[L'11 novembre 1947, nella seduta pomeridiana, l'Assemblea Costituente prosegue la discussione generale dei seguenti Titoli della Parte seconda del progetto di Costituzione: Titolo IV «La Magistratura», Titolo VI «Garanzie costituzionali». — Presidenza del Vicepresidente Targetti.

Vengono qui riportate solo le parti relative all'articolo in esame, mentre si rimanda alle appendici per il testo completo della discussione.]

Romano. [...] pur affermandosi nell'articolo 97 del progetto che la Magistratura costituisce un organo autonomo ed indipendente, nello stesso articolo questa autonomia e questa indipendenza vengono sensibilmente ridotti, chiamando a far parte del Consiglio Superiore della Magistratura elementi estranei all'ordine giudiziario e demandando al Ministro della giustizia, cioè ad un organo del potere esecutivo il diritto di promuovere l'azione disciplinare contro i magistrati.

[...]

Salerno. [...] Ebbene, le condizioni della sovranità non sono che due: da un canto il prestigio del giudice, dall'altro l'indipendenza del giudice.

Il prestigio non può discendere dalla legge; il prestigio scaturisce dall'ordine interno dei magistrati, perché poggia sulla fierezza e sulla dignità dell'uomo, in osservanza di quei principî etici che non si scrivono, ma si sentono e dei quali si deve fare uso. Bisogna bandire la corsa alle posizioni avanzate, la gara dei successi personali, insomma il «carrierismo». Bisogna abolire la distinzione per gradi, e mantenere soltanto quella per funzioni, abolire una bassa ed una alta Magistratura, comprendendo nella prima i giudici che esercitano nel campo penale, nella seconda quelli che trattano la materia civile.

Sia unica la funzione, ed unica la dignità.

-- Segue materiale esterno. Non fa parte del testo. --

//! In-memory fakes for the Agent Runtime / Plan Validator / Workflow Engine
//! Adapter collaborators, grounded on `fabric-cli`'s fixture-backed
//! `FileLlmProvider`/`FilePolicyEngine`/`FileAssetQuery`/`FileHealthProbe`
//! but built from values passed in directly rather than read from a JSON
//! file on disk, since integration tests construct their scenarios in
//! code. [`create_test_db`] supplies the database side of the same tests;
//! these supply everything else `fabric_core::orchestrator::run_task_to_completion`
//! needs.

use std::collections::HashMap;
use std::sync::atomic::{AtomicUsize, Ordering};
use std::sync::Mutex;

use async_trait::async_trait;

use fabric_core::collaborators::{
    AssetFilter, AssetQuery, HealthCheckSpec, HealthProbe, HealthResult, LLMProvider, LlmRequest,
    LlmResponse, LlmUsage, PolicyEngine, PolicyInput, PolicyVerdict,
};
use fabric_core::error::CoreError;

/// Plays back a fixed script of responses in order, repeating the last
/// entry once exhausted. A one-entry script that stops immediately
/// covers most scenarios; [`ScriptedLlmProvider::stopping_with`] builds
/// that common case directly.
pub struct ScriptedLlmProvider {
    responses: Vec<LlmResponse>,
    cursor: AtomicUsize,
}

impl ScriptedLlmProvider {
    pub fn new(responses: Vec<LlmResponse>) -> Self {
        Self {
            responses,
            cursor: AtomicUsize::new(0),
        }
    }

    /// A single-response script that stops immediately with `payload` as
    /// the plan, spending no tokens -- the shape most orchestration tests
    /// that don't care about the agent loop itself want.
    pub fn stopping_with(payload: serde_json::Value) -> Self {
        Self::new(vec![LlmResponse {
            stop_payload: Some(payload),
            tool_calls: vec![],
            usage: LlmUsage {
                input_tokens: 0,
                output_tokens: 0,
                cache_creation_tokens: 0,
                cache_read_tokens: 0,
            },
        }])
    }
}

#[async_trait]
impl LLMProvider for ScriptedLlmProvider {
    fn name(&self) -> &str {
        "scripted"
    }

    async fn call(&self, _request: &LlmRequest) -> Result<LlmResponse, CoreError> {
        if self.responses.is_empty() {
            return Ok(LlmResponse {
                stop_payload: Some(serde_json::json!({})),
                tool_calls: vec![],
                usage: LlmUsage {
                    input_tokens: 0,
                    output_tokens: 0,
                    cache_creation_tokens: 0,
                    cache_read_tokens: 0,
                },
            });
        }

        let index = self.cursor.fetch_add(1, Ordering::Relaxed);
        let index = index.min(self.responses.len() - 1);
        Ok(self.responses[index].clone())
    }
}

/// Returns a fixed verdict for every plan. Build with [`Self::allow`] or
/// [`Self::deny`] rather than poking at the fields, since a real policy
/// engine's answer doesn't depend on which plan it was asked about here.
pub struct FixedPolicyEngine {
    verdict: PolicyVerdict,
}

impl FixedPolicyEngine {
    pub fn allow() -> Self {
        Self {
            verdict: PolicyVerdict {
                allow: true,
                denials: vec![],
            },
        }
    }

    pub fn deny(denials: Vec<String>) -> Self {
        Self {
            verdict: PolicyVerdict {
                allow: false,
                denials,
            },
        }
    }
}

#[async_trait]
impl PolicyEngine for FixedPolicyEngine {
    async fn evaluate(&self, _input: &PolicyInput) -> Result<PolicyVerdict, CoreError> {
        Ok(self.verdict.clone())
    }
}

/// Asset inventory keyed by selector string, e.g. `{"canary": [...],
/// "all": [...]}` -- mirrors a plan's per-phase `asset_selector` field.
/// An unlisted selector returns an empty fleet rather than erroring.
pub struct FixedAssetQuery {
    by_selector: HashMap<String, Vec<String>>,
}

impl FixedAssetQuery {
    pub fn new(by_selector: HashMap<String, Vec<String>>) -> Self {
        Self { by_selector }
    }

    /// A single selector mapping to the same asset list regardless of
    /// which selector a phase asks for.
    pub fn uniform(assets: Vec<String>) -> Self {
        let mut by_selector = HashMap::new();
        by_selector.insert("all".to_string(), assets.clone());
        by_selector.insert("canary".to_string(), assets);
        Self { by_selector }
    }
}

#[async_trait]
impl AssetQuery for FixedAssetQuery {
    async fn list(&self, filter: &AssetFilter) -> Result<Vec<String>, CoreError> {
        Ok(self.by_selector.get(&filter.selector).cloned().unwrap_or_default())
    }
}

/// Health results keyed by asset name. An asset with no configured result
/// reports healthy with a zero error rate, so a test only needs to name
/// the assets it wants to fail.
pub struct ConfigurableHealthProbe {
    by_asset: Mutex<HashMap<String, HealthResult>>,
}

impl ConfigurableHealthProbe {
    pub fn new() -> Self {
        Self {
            by_asset: Mutex::new(HashMap::new()),
        }
    }

    pub fn all_healthy() -> Self {
        Self::new()
    }

    /// Mark `asset` unhealthy with `observed_error_rate`, for a test that
    /// wants one phase's rollout to trip the health gate.
    pub fn fail(&self, asset: &str, observed_error_rate: f64) {
        self.by_asset.lock().unwrap().insert(
            asset.to_string(),
            HealthResult {
                healthy: false,
                observed_error_rate,
            },
        );
    }
}

impl Default for ConfigurableHealthProbe {
    fn default() -> Self {
        Self::new()
    }
}

#[async_trait]
impl HealthProbe for ConfigurableHealthProbe {
    async fn check(&self, asset: &str, _spec: &HealthCheckSpec) -> Result<HealthResult, CoreError> {
        Ok(self
            .by_asset
            .lock()
            .unwrap()
            .get(asset)
            .copied()
            .unwrap_or(HealthResult {
                healthy: true,
                observed_error_rate: 0.0,
            }))
    }
}

#[cfg(test)]
mod tests {
    use super::*;
    use fabric_core::collaborators::ChatMessage;

    fn request() -> LlmRequest {
        LlmRequest {
            model: "m".to_string(),
            messages: vec![ChatMessage {
                role: "user".to_string(),
                content: "hi".to_string(),
            }],
            tools: vec![],
        }
    }

    #[tokio::test]
    async fn scripted_provider_repeats_last_response() {
        let provider = ScriptedLlmProvider::stopping_with(serde_json::json!({"phases": []}));
        let first = provider.call(&request()).await.unwrap();
        let second = provider.call(&request()).await.unwrap();
        assert_eq!(first.stop_payload, second.stop_payload);
    }

    #[tokio::test]
    async fn configurable_health_probe_defaults_healthy() {
        let probe = ConfigurableHealthProbe::new();
        let result = probe
            .check(
                "asset-1",
                &HealthCheckSpec {
                    kind: "error_rate".to_string(),
                    error_rate_threshold: None,
                },
            )
            .await
            .unwrap();
        assert!(result.healthy);
    }

    #[tokio::test]
    async fn configurable_health_probe_reports_failed_assets() {
        let probe = ConfigurableHealthProbe::new();
        probe.fail("asset-1", 0.5);
        let result = probe
            .check(
                "asset-1",
                &HealthCheckSpec {
                    kind: "error_rate".to_string(),
                    error_rate_threshold: None,
                },
            )
            .await
            .unwrap();
        assert!(!result.healthy);
        assert_eq!(result.observed_error_rate, 0.5);
    }
}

La Magistratura deve essere intesa come l'espressione di una missione e le missioni sono fatte con un po' di sacrificio. Quando un magistrato non sente questa norma imperativa, egli avrà tutte le attitudini per altre funzioni, ma non sarà un buon magistrato. Tutti possono essere magistrati, come tutti possono essere sacerdoti di una fede, ma sia magistrato chi vive e chi sa vivere da magistrato, cioè in quello stato di elezione morale onde possa dirsi: molti sono gli avvocati ma... i magistrati sono gli eletti.

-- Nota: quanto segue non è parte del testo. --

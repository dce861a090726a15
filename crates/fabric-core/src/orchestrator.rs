//! Task -> Plan -> Run orchestration glue.
//!
//! Wires the Agent Runtime (C4), Plan Validator (C5), and Workflow Engine
//! Adapter (C7) into one executable path per task, the way the teacher's
//! `run_orchestrator` drives `run_agent_lifecycle` forward for each task it
//! pops off its queue (`orchestrator/mod.rs`). `fabric-cli`'s `task run`
//! subcommand calls [`run_task_to_completion`] for one task at a time;
//! [`run_worker_loop`] is the generalization that polls for every `created`
//! task on a timer -- the background "workflow/activity worker loop"
//! alongside the drift scheduler and pricing refresh timers.

use std::time::Duration;

use anyhow::Result;
use sqlx::PgPool;
use tokio::sync::mpsc;
use tokio_util::sync::CancellationToken;

use fabric_db::models::{PlanType, Task, TaskStatus};
use fabric_db::queries::{plans, tasks};

use crate::agent::{self, AgentLoopState, AgentOutcome};
use crate::approval::SignalRegistry;
use crate::collaborators::{AssetQuery, ChatMessage, HealthProbe, LLMProvider, PolicyEngine, ToolSpec};
use crate::pricing::PricingTable;
use crate::task;
use crate::tools::ToolRegistry;
use crate::validator::{self, PlanValidationVerdict};
use crate::workflow::{self, WorkflowOutcome};

/// The collaborators one task's run through the pipeline needs, bundled
/// the way [`crate::gateway::InvokeRequest`] bundles one gateway call's
/// inputs rather than passing each as its own argument.
pub struct OrchestratorContext<'a> {
    pub pricing: &'a PricingTable,
    pub provider: &'a dyn LLMProvider,
    pub tools: &'a ToolRegistry,
    pub policy: &'a dyn PolicyEngine,
    pub asset_query: &'a dyn AssetQuery,
    pub health: &'a dyn HealthProbe,
    pub registry: &'a SignalRegistry,
    pub agent_name: &'a str,
    pub model: &'a str,
    pub available_tools: Vec<ToolSpec>,
    pub environment: &'a str,
    pub plan_type: PlanType,
    pub approval_deadline: Duration,
}

#[derive(Debug, Clone, PartialEq, Eq)]
pub enum OrchestratorOutcome {
    AgentDidNotConverge,
    PlanInvalid { denials: Vec<String> },
    Workflow(WorkflowOutcome),
}

/// An agent's stop payload doubles as both the validated plan payload and
/// the carrier for `TaskSpec.hitl_required` -- read directly off the same
/// JSON object rather than re-deriving it from tool risk tags, since the
/// agent is in the best position to know whether its own plan needs human
/// sign-off.
fn hitl_required(payload: &serde_json::Value) -> bool {
    payload
        .get("hitl_required")
        .and_then(serde_json::Value::as_bool)
        .unwrap_or(false)
}

/// Drive one task from `created` through the agent loop, validation, and
/// (if the plan validates) a full workflow run, returning whichever stage
/// the task stopped at.
pub async fn run_task_to_completion(
    pool: &PgPool,
    task: Task,
    ctx: &OrchestratorContext<'_>,
) -> Result<OrchestratorOutcome> {
    let task = task::begin_parsing(pool, &task).await?;

    let state = AgentLoopState {
        messages: vec![
            ChatMessage {
                role: "system".to_string(),
                content: "Produce a plan (phases, canary_required, max_batch_percent, \
                          rollback_if per phase, hitl_required) as your stop payload, \
                          calling tools first if you need more information."
                    .to_string(),
            },
            ChatMessage {
                role: "user".to_string(),
                content: task.intent.clone(),
            },
        ],
    };

    let outcome = agent::run_agent_loop(
        pool,
        ctx.pricing,
        ctx.provider,
        ctx.tools,
        task.id,
        &task.tenant_id,
        ctx.agent_name,
        ctx.model,
        ctx.available_tools.clone(),
        state,
    )
    .await?;

    let payload = match outcome {
        AgentOutcome::DidNotConverge => {
            task::fail_task(pool, task.id, "agent did not converge").await?;
            return Ok(OrchestratorOutcome::AgentDidNotConverge);
        }
        AgentOutcome::Plan(payload) => payload,
    };

    let (task, plan) = task::record_spec_and_plan(
        pool,
        &task,
        payload.clone(),
        ctx.plan_type,
        payload.clone(),
    )
    .await?;

    let verdict = validator::run_validation(pool, ctx.policy, &plan).await?;
    let denials = match verdict {
        PlanValidationVerdict::Valid { .. } => None,
        PlanValidationVerdict::Invalid { denials } => Some(denials),
    };
    if let Some(denials) = denials {
        task::fail_task(
            pool,
            task.id,
            &format!("plan invalid: {}", denials.join("; ")),
        )
        .await?;
        return Ok(OrchestratorOutcome::PlanInvalid { denials });
    }

    let hitl = hitl_required(&payload);
    if hitl {
        plans::mark_awaiting_approval(pool, plan.id).await?;
    }

    let (tx, rx) = mpsc::channel(4);
    ctx.registry.register(plan.id, tx).await;
    let cancel = CancellationToken::new();

    let result = workflow::run_workflow(
        pool,
        ctx.asset_query,
        ctx.health,
        &plan,
        &task.tenant_id,
        ctx.environment,
        hitl,
        ctx.approval_deadline,
        rx,
        cancel,
    )
    .await;

    ctx.registry.deregister(plan.id).await;

    Ok(OrchestratorOutcome::Workflow(result?))
}

/// Poll every `created` task on `interval` and drive each one forward,
/// the generalization of the teacher's `run_orchestrator` main loop and
/// the sibling of [`crate::drift::run_scheduler_loop`]. A task claimed by
/// a concurrent worker loses the `start_parsing` optimistic-version race
/// and is simply skipped this tick, not retried.
pub async fn run_worker_loop(
    pool: &PgPool,
    ctx: &OrchestratorContext<'_>,
    interval: Duration,
    cancel: CancellationToken,
) {
    let mut ticker = tokio::time::interval(interval);
    loop {
        tokio::select! {
            _ = ticker.tick() => {
                let pending = match tasks::list_by_status(pool, TaskStatus::Created).await {
                    Ok(pending) => pending,
                    Err(e) => {
                        tracing::error!(error = %e, "failed to list created tasks");
                        continue;
                    }
                };
                for task in pending {
                    let task_id = task.id;
                    match run_task_to_completion(pool, task, ctx).await {
                        Ok(outcome) => {
                            tracing::info!(task_id = %task_id, outcome = ?outcome, "task driven forward");
                        }
                        Err(e) => {
                            tracing::warn!(task_id = %task_id, error = %e, "task orchestration attempt failed");
                        }
                    }
                }
            }
            _ = cancel.cancelled() => {
                tracing::info!("workflow/activity worker loop stopping on cancel");
                return;
            }
        }
    }
}

#[cfg(test)]
mod tests {
    use super::*;

    #[test]
    fn hitl_required_reads_flag_from_payload() {
        assert!(hitl_required(&serde_json::json!({"hitl_required": true})));
        assert!(!hitl_required(&serde_json::json!({"hitl_required": false})));
    }

    #[test]
    fn hitl_required_defaults_false_when_absent() {
        assert!(!hitl_required(&serde_json::json!({})));
    }
}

L'altra condizione della sovranità è l'indipendenza. Ma anche su questa espressione bisogna intendersi.

Diceva l'onorevole Dominedò: insomma, che cosa si vuole con questo titolo IV, qual è la sua essenza, quale il suo spirito? Non altro che la ricerca ansiosa del giudice libero egli rispondeva. E certo, se la libertà è, come dev'essere, la somma di tutti i valori morali, non v'è nessuno che non aspiri a questo giudice libero. Ma bisogna intendersi sul concetto di libertà. La libertà deve essere, innanzitutto, per essere vera, la risultante di tutte le libertà, ed in secondo luogo la libertà non la si può intendere se non come la coesistenza di essa con le altre libertà. Insomma, quello di libertà è un concetto di relazione e di proporzione. Una libertà assoluta potrebbe esprimere un concetto negativo. La libertà deve perciò rispondere a requisiti di coordinamento e di armonia, sicché nel tempo stesso in cui si pone il problema della libertà, si pone anche il problema dei limiti della libertà, e nel tempo stesso in cui si pone il problema dell'indipendenza del giudice, si pone anche il problema della dipendenza del giudice, perché il giudice che fosse completamente indipendente, astrattamente indipendente, potrebbe giungere alla rinnegazione della funzione che gli è affidata.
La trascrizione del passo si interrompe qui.